Entries shown >>

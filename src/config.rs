//! Operator configuration
//!
//! All settings come from environment variables, read once at startup.
//! Unset variables fall back to defaults; malformed values are rejected.

use std::time::Duration;

use thiserror::Error;

use crate::controller::error::BackoffConfig;

/// Configuration errors detected at startup
#[derive(Error, Debug, PartialEq, Eq)]
pub enum ConfigError {
    #[error("Invalid value for {name}: {value:?} ({reason})")]
    InvalidValue {
        name: &'static str,
        value: String,
        reason: &'static str,
    },
}

/// Settings governing promotion, demotion and streaming enforcement
#[derive(Clone, Debug, PartialEq)]
pub struct SwitchoverConfig {
    /// Upper bound for any single wait on a live instance
    pub reconfiguration_timeout: Duration,
    /// Failed attempts tolerated in a phase before entering `Failed`
    pub max_attempts: u32,
    /// Consecutive drifting passes tolerated before entering `Failed`
    pub drift_budget: u32,
    /// Immediate retries for a single instance command
    pub command_retries: u32,
    /// Delays between command retries and state polls
    pub wait_backoff: BackoffConfig,
}

impl Default for SwitchoverConfig {
    fn default() -> Self {
        Self {
            reconfiguration_timeout: Duration::from_secs(30),
            max_attempts: 5,
            drift_budget: 3,
            command_retries: 3,
            wait_backoff: BackoffConfig::polling(),
        }
    }
}

/// Top-level operator configuration
#[derive(Clone, Debug, PartialEq)]
pub struct OperatorConfig {
    pub switchover: SwitchoverConfig,
    /// Requeue interval once a cluster is steady
    pub steady_requeue: Duration,
    /// Requeue interval while a transition is in flight
    pub transition_requeue: Duration,
    /// Backoff applied by the controller error policy
    pub error_backoff: BackoffConfig,
    /// Restrict the controller to one namespace
    pub watch_namespace: Option<String>,
}

impl Default for OperatorConfig {
    fn default() -> Self {
        Self {
            switchover: SwitchoverConfig::default(),
            steady_requeue: Duration::from_secs(30),
            transition_requeue: Duration::from_secs(2),
            error_backoff: BackoffConfig::default(),
            watch_namespace: None,
        }
    }
}

impl OperatorConfig {
    /// Read the configuration from the process environment
    pub fn from_env() -> Result<Self, ConfigError> {
        Self::from_lookup(|name| std::env::var(name).ok())
    }

    /// Read the configuration through an arbitrary variable lookup
    pub fn from_lookup<F>(lookup: F) -> Result<Self, ConfigError>
    where
        F: Fn(&str) -> Option<String>,
    {
        let defaults = Self::default();

        let timeout_secs = parse_u64(
            &lookup,
            "SWITCHOVER_TIMEOUT_SECS",
            defaults.switchover.reconfiguration_timeout.as_secs(),
        )?;
        let max_attempts = parse_u32(
            &lookup,
            "SWITCHOVER_MAX_ATTEMPTS",
            defaults.switchover.max_attempts,
        )?;
        let drift_budget = parse_u32(
            &lookup,
            "DRIFT_RETRY_BUDGET",
            defaults.switchover.drift_budget,
        )?;
        let steady_secs = parse_u64(
            &lookup,
            "STEADY_REQUEUE_SECS",
            defaults.steady_requeue.as_secs(),
        )?;
        let transition_secs = parse_u64(
            &lookup,
            "TRANSITION_REQUEUE_SECS",
            defaults.transition_requeue.as_secs(),
        )?;

        let watch_namespace = lookup("WATCH_NAMESPACE").filter(|ns| !ns.trim().is_empty());

        Ok(Self {
            switchover: SwitchoverConfig {
                reconfiguration_timeout: Duration::from_secs(timeout_secs),
                max_attempts,
                drift_budget,
                ..defaults.switchover
            },
            steady_requeue: Duration::from_secs(steady_secs),
            transition_requeue: Duration::from_secs(transition_secs),
            error_backoff: defaults.error_backoff,
            watch_namespace,
        })
    }
}

fn parse_u64<F>(lookup: &F, name: &'static str, default: u64) -> Result<u64, ConfigError>
where
    F: Fn(&str) -> Option<String>,
{
    match lookup(name) {
        None => Ok(default),
        Some(value) => match value.trim().parse::<u64>() {
            Ok(0) => Err(ConfigError::InvalidValue {
                name,
                value,
                reason: "must be greater than zero",
            }),
            Ok(parsed) => Ok(parsed),
            Err(_) => Err(ConfigError::InvalidValue {
                name,
                value,
                reason: "not an unsigned integer",
            }),
        },
    }
}

fn parse_u32<F>(lookup: &F, name: &'static str, default: u32) -> Result<u32, ConfigError>
where
    F: Fn(&str) -> Option<String>,
{
    let parsed = parse_u64(lookup, name, u64::from(default))?;
    u32::try_from(parsed).map_err(|_| ConfigError::InvalidValue {
        name,
        value: parsed.to_string(),
        reason: "out of range",
    })
}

Goal of the exercise >>
I'd like the lines above from the one with "fn parse_u64<F>(lookup: &F, name: &'static" up to and including the one with "Err(_) => Err(ConfigError::InvalidValue" copied exactly, with no other lines.

Exercise result >>
fn parse_u64<F>(lookup: &F, name: &'static str, default: u64) -> Result<u64, ConfigError>
where
    F: Fn(&str) -> Option<String>,
{
    match lookup(name) {
        None => Ok(default),
        Some(value) => match value.trim().parse::<u64>() {
            Ok(0) => Err(ConfigError::InvalidValue {
                name,
                value,
                reason: "must be greater than zero",
            }),
            Ok(parsed) => Ok(parsed),
            Err(_) => Err(ConfigError::InvalidValue {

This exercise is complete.